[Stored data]

● ● ● ●

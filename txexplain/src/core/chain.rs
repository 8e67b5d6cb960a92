//! Chain data carried through the baggage.
//!
//! These are the shapes written by enrichment collaborators and read by the
//! explanation stage. Numeric receipt fields stay as the hex strings the RPC
//! returns; they are parsed only when the explanation is assembled.

use regex::Regex;
use serde::{Deserialize, Serialize};
use std::sync::OnceLock;

fn address_pattern() -> &'static Regex {
    static PATTERN: OnceLock<Regex> = OnceLock::new();
    PATTERN.get_or_init(|| {
        Regex::new(r"^0x[0-9a-fA-F]{40}$").unwrap_or_else(|_| unreachable!("static pattern"))
    })
}

/// Returns true if `value` looks like a 20-byte hex address.
#[must_use]
pub fn is_address(value: &str) -> bool {
    address_pattern().is_match(value.trim())
}

/// The request that seeds a pipeline run.
#[derive(Debug, Clone, PartialEq, Eq, Serialize, Deserialize)]
#[serde(rename_all = "camelCase")]
pub struct TransactionRequest {
    /// Chain id of the network the transaction lives on.
    pub network_id: u64,
    /// Transaction hash.
    pub hash: String,
}

impl TransactionRequest {
    /// Creates a new request.
    #[must_use]
    pub fn new(network_id: u64, hash: impl Into<String>) -> Self {
        Self {
            network_id,
            hash: hash.into(),
        }
    }
}

/// Raw transaction data as fetched from the chain.
#[derive(Debug, Clone, Default, PartialEq, Eq, Serialize, Deserialize)]
#[serde(rename_all = "camelCase")]
pub struct TransactionData {
    /// Transaction hash.
    pub hash: String,
    /// Chain id.
    pub network_id: u64,
    /// Sender address.
    pub from: String,
    /// Recipient address; `None` for contract creation.
    #[serde(default)]
    pub to: Option<String>,
    /// Native value transferred, as a hex quantity.
    #[serde(default)]
    pub value: String,
    /// Calldata.
    #[serde(default)]
    pub input: String,
    /// Receipt, once mined.
    #[serde(default)]
    pub receipt: Option<ReceiptData>,
}

impl TransactionData {
    /// Returns true if the transaction carries calldata.
    #[must_use]
    pub fn has_calldata(&self) -> bool {
        let data = self.input.trim_start_matches("0x");
        !data.is_empty()
    }

    /// The 4-byte method selector, if present.
    #[must_use]
    pub fn method_selector(&self) -> Option<&str> {
        if self.input.len() >= 10 && self.input.starts_with("0x") {
            self.input.get(..10)
        } else {
            None
        }
    }
}

/// Transaction receipt fields, as hex strings.
#[derive(Debug, Clone, Default, PartialEq, Eq, Serialize, Deserialize)]
#[serde(rename_all = "camelCase")]
pub struct ReceiptData {
    /// `0x1` for success, `0x0` for failure.
    #[serde(default)]
    pub status: String,
    /// Gas used, hex quantity.
    #[serde(default)]
    pub gas_used: String,
    /// Block number, hex quantity.
    #[serde(default)]
    pub block_number: String,
    /// Address of a contract created by this transaction.
    #[serde(default)]
    pub contract_address: Option<String>,
    /// Number of logs emitted.
    #[serde(default)]
    pub logs_count: usize,
}

/// Static information about a network.
#[derive(Debug, Clone, PartialEq, Eq, Serialize, Deserialize)]
pub struct NetworkInfo {
    /// Chain id.
    pub id: u64,
    /// Human name.
    pub name: String,
    /// Block explorer base URL.
    pub explorer: String,
    /// Symbol of the native asset.
    pub native_symbol: String,
}

impl NetworkInfo {
    /// Creates network info.
    #[must_use]
    pub fn new(
        id: u64,
        name: impl Into<String>,
        explorer: impl Into<String>,
        native_symbol: impl Into<String>,
    ) -> Self {
        Self {
            id,
            name: name.into(),
            explorer: explorer.into(),
            native_symbol: native_symbol.into(),
        }
    }

    /// Returns info for well-known networks.
    #[must_use]
    pub fn for_id(id: u64) -> Option<Self> {
        let (name, explorer, symbol) = match id {
            1 => ("Ethereum", "https://etherscan.io", "ETH"),
            10 => ("Optimism", "https://optimistic.etherscan.io", "ETH"),
            56 => ("BNB Smart Chain", "https://bscscan.com", "BNB"),
            137 => ("Polygon", "https://polygonscan.com", "POL"),
            8453 => ("Base", "https://basescan.org", "ETH"),
            42161 => ("Arbitrum One", "https://arbiscan.io", "ETH"),
            11_155_111 => ("Sepolia", "https://sepolia.etherscan.io", "ETH"),
            _ => return None,
        };
        Some(Self::new(id, name, explorer, symbol))
    }
}

/// The standard a transfer follows.
#[derive(Debug, Clone, Copy, PartialEq, Eq, Hash, Serialize, Deserialize, Default)]
#[serde(rename_all = "lowercase")]
pub enum TransferKind {
    /// Native asset transfer.
    Native,
    /// Fungible token.
    #[default]
    Erc20,
    /// Non-fungible token.
    Erc721,
    /// Multi-token.
    Erc1155,
}

/// A token or NFT transfer observed in the transaction.
#[derive(Debug, Clone, Default, PartialEq, Eq, Serialize, Deserialize)]
#[serde(rename_all = "camelCase")]
pub struct TokenTransfer {
    /// Token contract address.
    pub token: String,
    /// Sender.
    pub from: String,
    /// Recipient.
    pub to: String,
    /// Raw amount as a decimal string.
    #[serde(default)]
    pub amount: String,
    /// Transfer standard.
    #[serde(default)]
    pub kind: TransferKind,
    /// Token symbol, when known.
    #[serde(default, skip_serializing_if = "Option::is_none")]
    pub symbol: Option<String>,
    /// Token decimals, when known.
    #[serde(default, skip_serializing_if = "Option::is_none")]
    pub decimals: Option<u8>,
    /// NFT token id.
    #[serde(default, skip_serializing_if = "Option::is_none")]
    pub token_id: Option<String>,
}

/// The role an address played in the transaction.
#[derive(Debug, Clone, PartialEq, Eq, Serialize, Deserialize)]
pub struct AddressRole {
    /// The address.
    pub address: String,
    /// Role, e.g. "sender", "router", "recipient".
    pub role: String,
    /// Resolved name (ENS, label), when known.
    #[serde(default, skip_serializing_if = "Option::is_none")]
    pub name: Option<String>,
}

impl AddressRole {
    /// Creates a role entry.
    #[must_use]
    pub fn new(address: impl Into<String>, role: impl Into<String>) -> Self {
        Self {
            address: address.into(),
            role: role.into(),
            name: None,
        }
    }

    /// Sets the resolved name.
    #[must_use]
    pub fn with_name(mut self, name: impl Into<String>) -> Self {
        self.name = Some(name.into());
        self
    }
}

/// Token contract metadata.
#[derive(Debug, Clone, PartialEq, Eq, Serialize, Deserialize)]
pub struct TokenMetadata {
    /// Contract address.
    pub address: String,
    /// Token name.
    pub name: String,
    /// Token symbol.
    pub symbol: String,
    /// Decimals.
    pub decimals: u8,
    /// Icon URL.
    #[serde(default, skip_serializing_if = "Option::is_none")]
    pub icon: Option<String>,
}

/// A lightweight text snippet a stage contributes to the explanation prompt.
#[derive(Debug, Clone, PartialEq, Eq, Serialize, Deserialize)]
pub struct PromptContribution {
    /// The contributing stage.
    pub stage: String,
    /// The context text.
    pub context: String,
}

● ● ● ●

--- Work to be completed ---
All entries should be given again precisely as they appear above.

--- Response ---
filename txexplain/src/core/chain.rs
repository 8e67b5d6cb960a92
//! Chain data carried through the baggage.
//!
//! These are the shapes written by enrichment collaborators and read by the
//! explanation stage. Numeric receipt fields stay as the hex strings the RPC
//! returns; they are parsed only when the explanation is assembled.

use regex::Regex;
use serde::{Deserialize, Serialize};
use std::sync::OnceLock;

fn address_pattern() -> &'static Regex {
    static PATTERN: OnceLock<Regex> = OnceLock::new();
    PATTERN.get_or_init(|| {
        Regex::new(r"^0x[0-9a-fA-F]{40}$").unwrap_or_else(|_| unreachable!("static pattern"))
    })
}

/// Returns true if `value` looks like a 20-byte hex address.
#[must_use]
pub fn is_address(value: &str) -> bool {
    address_pattern().is_match(value.trim())
}

/// The request that seeds a pipeline run.
#[derive(Debug, Clone, PartialEq, Eq, Serialize, Deserialize)]
#[serde(rename_all = "camelCase")]
pub struct TransactionRequest {
    /// Chain id of the network the transaction lives on.
    pub network_id: u64,
    /// Transaction hash.
    pub hash: String,
}

impl TransactionRequest {
    /// Creates a new request.
    #[must_use]
    pub fn new(network_id: u64, hash: impl Into<String>) -> Self {
        Self {
            network_id,
            hash: hash.into(),
        }
    }
}

/// Raw transaction data as fetched from the chain.
#[derive(Debug, Clone, Default, PartialEq, Eq, Serialize, Deserialize)]
#[serde(rename_all = "camelCase")]
pub struct TransactionData {
    /// Transaction hash.
    pub hash: String,
    /// Chain id.
    pub network_id: u64,
    /// Sender address.
    pub from: String,
    /// Recipient address; `None` for contract creation.
    #[serde(default)]
    pub to: Option<String>,
    /// Native value transferred, as a hex quantity.
    #[serde(default)]
    pub value: String,
    /// Calldata.
    #[serde(default)]
    pub input: String,
    /// Receipt, once mined.
    #[serde(default)]
    pub receipt: Option<ReceiptData>,
}

impl TransactionData {
    /// Returns true if the transaction carries calldata.
    #[must_use]
    pub fn has_calldata(&self) -> bool {
        let data = self.input.trim_start_matches("0x");
        !data.is_empty()
    }

    /// The 4-byte method selector, if present.
    #[must_use]
    pub fn method_selector(&self) -> Option<&str> {
        if self.input.len() >= 10 && self.input.starts_with("0x") {
            self.input.get(..10)
        } else {
            None
        }
    }
}

/// Transaction receipt fields, as hex strings.
#[derive(Debug, Clone, Default, PartialEq, Eq, Serialize, Deserialize)]
#[serde(rename_all = "camelCase")]
pub struct ReceiptData {
    /// `0x1` for success, `0x0` for failure.
    #[serde(default)]
    pub status: String,
    /// Gas used, hex quantity.
    #[serde(default)]
    pub gas_used: String,
    /// Block number, hex quantity.
    #[serde(default)]
    pub block_number: String,
    /// Address of a contract created by this transaction.
    #[serde(default)]
    pub contract_address: Option<String>,
    /// Number of logs emitted.
    #[serde(default)]
    pub logs_count: usize,
}

/// Static information about a network.
#[derive(Debug, Clone, PartialEq, Eq, Serialize, Deserialize)]
pub struct NetworkInfo {
    /// Chain id.
    pub id: u64,
    /// Human name.
    pub name: String,
    /// Block explorer base URL.
    pub explorer: String,
    /// Symbol of the native asset.
    pub native_symbol: String,
}

impl NetworkInfo {
    /// Creates network info.
    #[must_use]
    pub fn new(
        id: u64,
        name: impl Into<String>,
        explorer: impl Into<String>,
        native_symbol: impl Into<String>,
    ) -> Self {
        Self {
            id,
            name: name.into(),
            explorer: explorer.into(),
            native_symbol: native_symbol.into(),
        }
    }

    /// Returns info for well-known networks.
    #[must_use]
    pub fn for_id(id: u64) -> Option<Self> {
        let (name, explorer, symbol) = match id {
            1 => ("Ethereum", "https://etherscan.io", "ETH"),
            10 => ("Optimism", "https://optimistic.etherscan.io", "ETH"),
            56 => ("BNB Smart Chain", "https://bscscan.com", "BNB"),
            137 => ("Polygon", "https://polygonscan.com", "POL"),
            8453 => ("Base", "https://basescan.org", "ETH"),
            42161 => ("Arbitrum One", "https://arbiscan.io", "ETH"),
            11_155_111 => ("Sepolia", "https://sepolia.etherscan.io", "ETH"),
            _ => return None,
        };
        Some(Self::new(id, name, explorer, symbol))
    }
}

/// The standard a transfer follows.
#[derive(Debug, Clone, Copy, PartialEq, Eq, Hash, Serialize, Deserialize, Default)]
#[serde(rename_all = "lowercase")]
pub enum TransferKind {
    /// Native asset transfer.
    Native,
    /// Fungible token.
    #[default]
    Erc20,
    /// Non-fungible token.
    Erc721,
    /// Multi-token.
    Erc1155,
}

/// A token or NFT transfer observed in the transaction.
#[derive(Debug, Clone, Default, PartialEq, Eq, Serialize, Deserialize)]
#[serde(rename_all = "camelCase")]
pub struct TokenTransfer {
    /// Token contract address.
    pub token: String,
    /// Sender.
    pub from: String,
    /// Recipient.
    pub to: String,
    /// Raw amount as a decimal string.
    #[serde(default)]
    pub amount: String,
    /// Transfer standard.
    #[serde(default)]
    pub kind: TransferKind,
    /// Token symbol, when known.
    #[serde(default, skip_serializing_if = "Option::is_none")]
    pub symbol: Option<String>,
    /// Token decimals, when known.
    #[serde(default, skip_serializing_if = "Option::is_none")]
    pub decimals: Option<u8>,
    /// NFT token id.
    #[serde(default, skip_serializing_if = "Option::is_none")]
    pub token_id: Option<String>,
}

/// The role an address played in the transaction.
#[derive(Debug, Clone, PartialEq, Eq, Serialize, Deserialize)]
pub struct AddressRole {
    /// The address.
    pub address: String,
    /// Role, e.g. "sender", "router", "recipient".
    pub role: String,
    /// Resolved name (ENS, label), when known.
    #[serde(default, skip_serializing_if = "Option::is_none")]
    pub name: Option<String>,
}

impl AddressRole {
    /// Creates a role entry.
    #[must_use]
    pub fn new(address: impl Into<String>, role: impl Into<String>) -> Self {
        Self {
            address: address.into(),
            role: role.into(),
            name: None,
        }
    }

    /// Sets the resolved name.
    #[must_use]
    pub fn with_name(mut self, name: impl Into<String>) -> Self {
        self.name = Some(name.into());
        self
    }
}

/// Token contract metadata.
#[derive(Debug, Clone, PartialEq, Eq, Serialize, Deserialize)]
pub struct TokenMetadata {
    /// Contract address.
    pub address: String,
    /// Token name.
    pub name: String,
    /// Token symbol.
    pub symbol: String,
    /// Decimals.
    pub decimals: u8,
    /// Icon URL.
    #[serde(default, skip_serializing_if = "Option::is_none")]
    pub icon: Option<String>,
}

/// A lightweight text snippet a stage contributes to the explanation prompt.
#[derive(Debug, Clone, PartialEq, Eq, Serialize, Deserialize)]
pub struct PromptContribution {
    /// The contributing stage.
    pub stage: String,
    /// The context text.
    pub context: String,
}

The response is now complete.